On Fri, Dec 17, 2010 at 7:29 PM, Richard Hipp <d...@sqlite.org> wrote:

>
> For certain full-text search queries against a large database, we are
> seeing
> speeds which are 3x faster when using "-heap 300M" (the memsys5 memory
> allocator) versus omitting the -heap option and thus using system malloc().
> This is on windows7.  Similar results are seen with both gcc and vs2010
> builds.
>
> If you have any large queries that you can run on windows using the
> command-line shell, I would appreciate you timing those queries using the
> new shells from the download page, both with "-heap 300M" and without it,
> and letting me know about any performance differences you see.
>
>
Just tested a feature to see the number of memory requests for a given
query.

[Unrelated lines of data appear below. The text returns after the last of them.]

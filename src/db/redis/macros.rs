/// Read-through caching around a future resolving to `AppResult<T>`.
///
/// Returns the cached value for `$key` when present. Otherwise awaits `$fetch`,
/// queues its value for storage with `$ttl` seconds to live, and returns it. A failed
/// cache read is logged and treated as a miss. Errors from `$fetch` propagate with `?`,
/// so this must be used inside a function returning `AppResult`.
///
/// ```rust,ignore
/// let movies: Vec<MovieSummary> =
///     cached!(self.cache, CacheKey::MovieSearch(title.to_string()), SEARCH_CACHE_TTL, self.fetch_search(title))?;
/// ```
#[macro_export]
macro_rules! cached {
    ($cache:expr, $key:expr, $ttl:expr, $fetch:expr) => {{
        let key = $key;
        let hit = match $cache.get_from_cache(&key).await {
            Ok(hit) => hit,
            Err(e) => {
                tracing::warn!(error = %e, key = %key, "Cache read failed; fetching upstream");
                None
            }
        };

        match hit {
            Some(hit) => {
                tracing::debug!(key = %key, "Cache hit");
                Ok(hit)
            }
            None => {
                let value = $fetch.await?;
                $cache.set_in_background(&key, &value, $ttl);
                Ok(value)
            }
        }
    }};
}
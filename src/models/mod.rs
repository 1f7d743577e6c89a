use serde::{Deserialize, Serialize};

pub mod movie;
pub mod user;

pub use movie::{Movie, Rating};
pub use user::{NewUser, User, UserProfile};

/// A movie as returned to the client from the TMDB proxy routes
#[derive(Debug, Clone, Serialize, Deserialize, PartialEq)]
pub struct MovieSummary {
    #[serde(rename = "movieId")]
    pub movie_id: i64,
    pub title: Option<String>,
    pub overview: Option<String>,
    pub release_date: Option<String>,
    /// Absolute image URL, or `None` when TMDB has no poster
    pub poster_path: Option<String>,
}

impl MovieSummary {
    /// Converts a TMDB result, resolving its poster path against `image_base_url`
    pub fn from_tmdb(movie: TmdbMovie, image_base_url: &str) -> Self {
        let poster_path = movie
            .poster_path
            .filter(|path| !path.is_empty())
            .map(|path| format!("{}{}", image_base_url, path));

        Self {
            movie_id: movie.id,
            title: movie.title,
            overview: movie.overview,
            release_date: movie.release_date,
            poster_path,
        }
    }
}

// ============================================================================
// TMDB API Types
// ============================================================================

/// One page of results from /search/movie or /movie/{id}/recommendations
#[derive(Debug, Clone, Deserialize)]
pub struct TmdbPage {
    #[serde(default)]
    pub results: Vec<TmdbMovie>,
}

/// Raw movie entry from TMDB
#[derive(Debug, Clone, Deserialize)]
pub struct TmdbMovie {
    pub id: i64,
    #[serde(default)]
    pub title: Option<String>,
    #[serde(default)]
    pub overview: Option<String>,
    #[serde(default)]
    pub release_date: Option<String>,
    #[serde(default)]
    pub poster_path: Option<String>,
}

#[cfg(test)]
mod tests {
    use super::*;

    const IMAGE_BASE: &str = "https://image.tmdb.org/t/p/w500";

    #[test]
    fn test_tmdb_page_parses_search_response() {
        let body = r#"{
            "page": 1,
            "results": [
                {
                    "id": 27205,
                    "title": "Inception",
                    "overview": "Cobb, a skilled thief...",
                    "release_date": "2010-07-15",
                    "poster_path": "/oYuLEt3zVCKq57qu2F8dT7NIa6f.jpg",
                    "vote_average": 8.4
                }
            ],
            "total_results": 1
        }"#;

        let page: TmdbPage = serde_json::from_str(body).unwrap();
        assert_eq!(page.results.len(), 1);
        assert_eq!(page.results[0].id, 27205);
        assert_eq!(page.results[0].title.as_deref(), Some("Inception"));
    }

    #[test]
    fn test_tmdb_page_without_results() {
        let page: TmdbPage = serde_json::from_str(r#"{"page": 1}"#).unwrap();
        assert!(page.results.is_empty());
    }

    #[test]
    fn test_summary_resolves_poster_url() {
        let movie = TmdbMovie {
            id: 155,
            title: Some("The Dark Knight".to_string()),
            overview: None,
            release_date: Some("2008-07-16".to_string()),
            poster_path: Some("/qJ2tW6WMUDux911r6m7haRef0WH.jpg".to_string()),
        };

        let summary = MovieSummary::from_tmdb(movie, IMAGE_BASE);
        assert_eq!(
            summary.poster_path.as_deref(),
            Some("https://image.tmdb.org/t/p/w500/qJ2tW6WMUDux911r6m7haRef0WH.jpg")
        );
        assert_eq!(summary.movie_id, 155);
    }

    #[test]
    fn test_summary_without_poster() {
        let movie = TmdbMovie {
            id: 1,
            title: Some("Obscure".to_string()),
            overview: None,
            release_date: None,
            poster_path: None,
        };

        let summary = MovieSummary::from_tmdb(movie, IMAGE_BASE);
        assert_eq!(summary.poster_path, None);

        let json = serde_json::to_value(&summary).unwrap();
        assert!(json["poster_path"].is_null());
        assert_eq!(json["movieId"], 1);
    }
}
use serde::{Deserialize, Serialize};

/// A row of the local movie catalog
#[derive(Debug, Clone, Serialize, PartialEq)]
pub struct Movie {
    #[serde(rename = "movieId")]
    pub movie_id: i64,
    pub title: Option<String>,
    pub genres: Option<String>,
    pub director: Option<String>,
    pub keywords: Option<String>,
    /// `genres director keywords`, absent fields read as empty
    #[serde(skip)]
    pub metadata: String,
}

impl Movie {
    /// Creates a catalog row and derives its metadata text
    pub fn new(
        movie_id: i64,
        title: Option<String>,
        genres: Option<String>,
        director: Option<String>,
        keywords: Option<String>,
    ) -> Self {
        let mut movie = Self {
            movie_id,
            title,
            genres,
            director,
            keywords,
            metadata: String::new(),
        };
        movie.metadata = movie.build_metadata();
        movie
    }

    fn build_metadata(&self) -> String {
        format!(
            "{} {} {}",
            self.genres.as_deref().unwrap_or(""),
            self.director.as_deref().unwrap_or(""),
            self.keywords.as_deref().unwrap_or("")
        )
    }
}

/// One user's rating of one movie
#[derive(Debug, Clone, Copy, Serialize, Deserialize, PartialEq)]
pub struct Rating {
    #[serde(rename = "userId")]
    pub user_id: i64,
    #[serde(rename = "movieId")]
    pub movie_id: i64,
    pub rating: f64,
}

impl Rating {
    pub fn new(user_id: i64, movie_id: i64, rating: f64) -> Self {
        Self {
            user_id,
            movie_id,
            rating,
        }
    }
}

#[cfg(test)]
mod tests {
    use super::*;

    #[test]
    fn test_metadata_joins_text_fields() {
        let movie = Movie::new(
            1,
            Some("Heat".to_string()),
            Some("Crime Thriller".to_string()),
            Some("Michael Mann".to_string()),
            Some("heist los angeles".to_string()),
        );
        assert_eq!(movie.metadata, "Crime Thriller Michael Mann heist los angeles");
    }

    #[test]
    fn test_metadata_substitutes_missing_fields() {
        let movie = Movie::new(2, None, None, Some("Nolan".to_string()), None);
        assert_eq!(movie.metadata, " Nolan ");
    }

    #[test]
    fn test_rating_serialization_uses_source_column_names() {
        let json = serde_json::to_value(Rating::new(7, 42, 4.5)).unwrap();
        assert_eq!(json["userId"], 7);
        assert_eq!(json["movieId"], 42);
        assert_eq!(json["rating"], 4.5);
    }
}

It is made by keeping a global variable incremented each time malloc
is called (actually it is mapped to a different proc) and showing the
difference between the values at the start and at the end of the query.

Sqlite version 3.7.4 (fts-enabled)

For general queries the number of requests is not great, from 10 to 10,000
and if recalculated to requests per second also not so big (100 per sec for
example). But for fts3 a small difference in match operand can lead to huge
difference in the number of memory requests and you can see that for the
phrase query the request per second value is very big. The queries bellow
was made against a db with English wikipedia abstracts. The times measured
after several repeats so no disk waiting to be affecting.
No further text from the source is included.